Alice olhou em toda a mesa; não havia nada senão chá. “Não estou vendo vinho algum”, observou ela. “Não tem mesmo”, disse a Lebre de Março. “Então não foi nada educado da sua parte oferecê-lo”, disse Alice, brava. “Também não foi educado da sua parte sentar sem ser convidada”, falou a Lebre de Março. “Eu não sabia que a mesa era sua”, disse Alice, “está arrumada para muito mais que três pessoas.” “Você precisa cortar o cabelo”, disse o Chapeleiro. Ele estivera observando Alice com grande curiosidade, e essa foi a primeira vez que falou. “E você precisa aprender a não fazer comentários pessoais”, falou Alice com gravidade: “É muito grosseiro.”

O Chapeleiro arregalou os olhos ao ouvir isso, mas tudo o que disse foi: “Por que um corvo se parece com uma escrivaninha?” “Muito bem, vamos nos divertir agora!” pensou Alice. “Estou feliz que eles tenham começado a propor adivinhações! — Acho que posso decifrar esta!” acrescentou em voz alta. “Quer dizer que você pensa que pode encontrar uma resposta para isso?” indagou a Lebre de Março. “Exatamente”, respondeu Alice. “Então você deve dizer o que pensa”, continuou a Lebre de Março. “Eu digo o que penso”, Alice apressou-se em dizer, “ou, pelo menos... pelo menos eu penso o que digo... é a mesma coisa, não é?” “Não é a mesma coisa de jeito nenhum!” interveio o Chapeleiro.

“Ora, assim você afirmaria que ‘vejo o que como’ é a mesma coisa que ‘como o que vejo’!”

“Assim você afirmaria”, acrescentou a Lebre de Março, “que ‘gosto daquilo que tenho’ é a mesma coisa que ‘tenho aquilo de que gosto’!” “Assim você afirmaria”, ajuntou o Dormidongo, que parecia falar enquanto dormia, “que ‘respiro quando durmo’ é a mesma coisa que ‘durmo quando respiro’!” “No seu caso é a mesma coisa!” disse o Chapeleiro.

Nesse ponto a conversa parou, e o grupo ficou calado durante um minuto, enquanto Alice pôs-se a recordar tudo o que podia sobre corvos e escrivaninhas, o que não era lá muita coisa.
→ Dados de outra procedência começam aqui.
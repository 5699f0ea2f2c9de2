//! 摘录限制 - 业务能力层
//!
//! 对 LLM 的原始回答做后处理：找出与原文（忽略大小写和标点）几乎逐字相同的连续词序列，
//! 超过上限的部分替换为截断标记；过长的引号引用也会被缩短。
//!
//! "几乎逐字"：以 `seed_words` 个连续相同词为种子定位抄写位置，相邻种子之间
//! 最多夹杂 `max_gap_words` 个改动词时仍算同一段摘录，零星改词无法绕过上限。
//! 只改写回答本身，不会把原文中被隐藏的内容重新带出来。

use std::collections::hash_map::DefaultHasher;
use std::collections::HashSet;
use std::hash::{Hash, Hasher};
use std::ops::Range;
use std::sync::LazyLock;

use regex::Regex;
use tracing::debug;

use crate::config::ProtectionConfig;

/// 截断标记
pub const EXCERPT_MARKER: &str = "[excerpt truncated]";

static WORD: LazyLock<Regex> =
    LazyLock::new(|| Regex::new(r"[\p{L}\p{N}]+(?:['’][\p{L}\p{N}]+)*").expect("word regex"));

static QUOTED: LazyLock<Regex> =
    LazyLock::new(|| Regex::new(r#""([^"]+)"|“([^”]+)”"#).expect("quote regex"));

/// 一个归一化后的词及其在原字符串中的字节范围
struct Token {
    norm: String,
    span: Range<usize>,
}

fn tokenize(text: &str) -> Vec<Token> {
    WORD.find_iter(text)
        .map(|m| Token {
            norm: m.as_str().to_lowercase().replace('’', "'"),
            span: m.range(),
        })
        .collect()
}

fn window_hash(words: &[Token]) -> u64 {
    let mut hasher = DefaultHasher::new();
    for w in words {
        w.norm.hash(&mut hasher);
    }
    hasher.finish()
}

/// 原文的 n 元词组索引
pub struct SourceIndex {
    n: usize,
    max_gap: usize,
    grams: HashSet<u64>,
}

impl SourceIndex {
    /// `seed_words`: 种子长度（n 元词组的 n）；`max_gap`: 两段种子之间允许的改动词数
    pub fn new(source: &str, seed_words: usize, max_gap: usize) -> Self {
        let tokens = tokenize(source);
        let grams = if seed_words == 0 || tokens.len() < seed_words {
            HashSet::new()
        } else {
            tokens.windows(seed_words).map(window_hash).collect()
        };
        Self {
            n: seed_words,
            max_gap,
            grams,
        }
    }

    fn contains(&self, window: &[Token]) -> bool {
        window.len() == self.n && self.grams.contains(&window_hash(window))
    }

    /// 标记回答中每个词是否落在某个与原文相同的 n 元词组里
    fn coverage(&self, tokens: &[Token]) -> Vec<bool> {
        let mut covered = vec![false; tokens.len()];
        if self.n == 0 || tokens.len() < self.n {
            return covered;
        }
        for start in 0..=tokens.len() - self.n {
            if self.contains(&tokens[start..start + self.n]) {
                covered[start..start + self.n].iter_mut().for_each(|c| *c = true);
            }
        }
        covered
    }

    /// 回答中的抄写片段（词下标范围），间隔不超过 `max_gap` 的相邻片段合并
    fn copied_runs(&self, tokens: &[Token]) -> Vec<Range<usize>> {
        let covered = self.coverage(tokens);
        let mut runs: Vec<Range<usize>> = Vec::new();

        let mut i = 0;
        while i < covered.len() {
            if !covered[i] {
                i += 1;
                continue;
            }
            let start = i;
            while i < covered.len() && covered[i] {
                i += 1;
            }
            match runs.last_mut() {
                Some(prev) if start - prev.end <= self.max_gap => prev.end = i,
                _ => runs.push(start..i),
            }
        }
        runs
    }
}

/// 限制后的回答
#[derive(Debug, Clone, PartialEq)]
pub struct LimitedAnswer {
    pub text: String,
    /// 被截断的原文摘录段数
    pub truncated_excerpts: usize,
    /// 被缩短的引号引用数
    pub shortened_quotes: usize,
    pub original_words: usize,
    pub removed_words: usize,
    /// 截断后是否仍是一个可读的回答
    pub coherent: bool,
}

impl LimitedAnswer {
    pub fn was_modified(&self) -> bool {
        self.truncated_excerpts > 0 || self.shortened_quotes > 0
    }
}

/// 摘录限制器
#[derive(Debug, Clone)]
pub struct ExcerptLimiter {
    config: ProtectionConfig,
}

impl ExcerptLimiter {
    pub fn new(config: ProtectionConfig) -> Self {
        Self { config }
    }

    pub fn max_excerpt_words(&self) -> usize {
        self.config.max_excerpt_words
    }

    /// 为原文建立索引，种子长度不超过 `max_excerpt_words + 1`，保证逐字抄写一定能被发现
    pub fn index(&self, source: &str) -> SourceIndex {
        let seed = self.config.seed_words.clamp(1, self.config.max_excerpt_words + 1);
        SourceIndex::new(source, seed, self.config.max_gap_words)
    }

    /// 回答中是否仍有超过上限的抄写片段
    pub fn exceeds_limit(&self, text: &str, index: &SourceIndex) -> bool {
        exceeds_excerpt_limit(text, index, self.config.max_excerpt_words)
    }

    /// 对回答应用摘录限制
    pub fn limit(&self, answer: &str, source: &str) -> LimitedAnswer {
        self.limit_with_index(answer, &self.index(source))
    }

    pub fn limit_with_index(&self, answer: &str, index: &SourceIndex) -> LimitedAnswer {
        let original_words = tokenize(answer).len();
        let (quoted, shortened_quotes) = self.shorten_quotes(answer);
        let (text, truncated_excerpts, cut_words) = self.truncate_excerpts(&quoted, index);

        let retained = tokenize(&text)
            .len()
            .saturating_sub(truncated_excerpts * tokenize(EXCERPT_MARKER).len());
        let removed_words = original_words.saturating_sub(retained);
        let coherent = truncated_excerpts == 0
            || (retained >= self.config.min_coherent_words
                && retained as f64 >= original_words as f64 * self.config.min_retained_ratio);

        if truncated_excerpts > 0 || shortened_quotes > 0 {
            debug!(
                "摘录限制: 截断 {} 段 ({} 词), 缩短引用 {} 处, 保留 {}/{} 词, 连贯: {}",
                truncated_excerpts, cut_words, shortened_quotes, retained, original_words, coherent
            );
        }

        LimitedAnswer {
            text,
            truncated_excerpts,
            shortened_quotes,
            original_words,
            removed_words,
            coherent,
        }
    }

    /// 缩短超过字符上限的引号引用
    fn shorten_quotes(&self, answer: &str) -> (String, usize) {
        let max = self.config.max_quote_chars;
        let mut count = 0;
        let text = QUOTED
            .replace_all(answer, |caps: &regex::Captures| {
                let (inner, open, close) = match (caps.get(1), caps.get(2)) {
                    (Some(m), _) => (m.as_str(), "\"", "\""),
                    (None, Some(m)) => (m.as_str(), "“", "”"),
                    _ => return caps[0].to_string(),
                };
                if inner.chars().count() <= max {
                    return caps[0].to_string();
                }
                count += 1;
                let kept: String = inner.chars().take(max.saturating_sub(3)).collect();
                format!("{}{}...{}", open, kept, close)
            })
            .into_owned();
        (text, count)
    }

    /// 每段抄写片段只保留前 `max_excerpt_words` 个词
    fn truncate_excerpts(&self, answer: &str, index: &SourceIndex) -> (String, usize, usize) {
        let keep = self.config.max_excerpt_words;
        let tokens = tokenize(answer);

        let mut out = String::with_capacity(answer.len());
        let mut cursor = 0;
        let mut runs = 0;
        let mut cut_words = 0;

        for run in index.copied_runs(&tokens) {
            if run.len() <= keep {
                continue;
            }

            // 保留 [start, start + keep)，删除 [start + keep, end)
            let cut_from = if keep == 0 {
                tokens[run.start].span.start
            } else {
                tokens[run.start + keep - 1].span.end
            };
            let cut_to = tokens[run.end - 1].span.end;
            out.push_str(&answer[cursor..cut_from]);
            out.push(' ');
            out.push_str(EXCERPT_MARKER);
            cursor = cut_to;
            runs += 1;
            cut_words += run.len() - keep;
        }
        out.push_str(&answer[cursor..]);

        (out, runs, cut_words)
    }
}

/// 检查文本中是否还有超过 `max_words` 个词的抄写片段（截断标记视为分隔）
pub fn exceeds_excerpt_limit(text: &str, index: &SourceIndex, max_words: usize) -> bool {
    text.split(EXCERPT_MARKER).any(|segment| {
        let tokens = tokenize(segment);
        index.copied_runs(&tokens).iter().any(|run| run.len() > max_words)
    })
}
O Chapeleiro foi o primeiro a quebrar o silêncio: “Que dia do mês é hoje?”, disse, dirigindo-se a Alice. Ele tinha tirado seu relógio do bolso e estava olhando-o com preocupação, sacudindo-o de quando em quando e segurando-o junto ao ouvido. Alice refletiu um pouco e depois respondeu: “É dia quatro.” “Dois dias atrasado!” suspirou o Chapeleiro. “Eu disse a você que a manteiga não ia adiantar!” acrescentou ele, olhando furioso para a Lebre de Março. “Mas era a melhor manteiga!” respondeu a Lebre de Março com brandura. “Sim, mas devem ter caído migalhas de pão”, resmungou o Chapeleiro,

“você não devia ter usado a faca de pão na manteiga.” A Lebre de Março pegou o relógio e olhou-o melancolicamente; então o mergulhou na sua xícara de chá e olhou-o de novo: mas não pôde encontrar nada mais interessante para dizer do que sua primeira observação “era a melhor manteiga, juro.” Alice estivera olhando tudo por cima do ombro com certa curiosidade. “Que relógio engraçado!” observou. “Ele mostra o dia do mês, mas não mostra as horas!” “Por que deveria?” murmurou o Chapeleiro. “Por acaso o seu relógio mostra o ano?” “Claro que não”, respondeu Alice prontamente: “mas é porque se permanece no mesmo ano durante muito tempo.” “É exatamente o caso do meu”, disse o Chapeleiro.

Alice sentiu-se terrivelmente embaraçada. O comentário do Chapeleiro parecia não fazer o menor sentido, embora era certo que falassem a mesma língua. “Não o compreendo bem”, disse ela da maneira mais polida possível. “O Dormidongo adormeceu de novo”, disse o Chapeleiro, despejando um pouco de chá quente no nariz dele.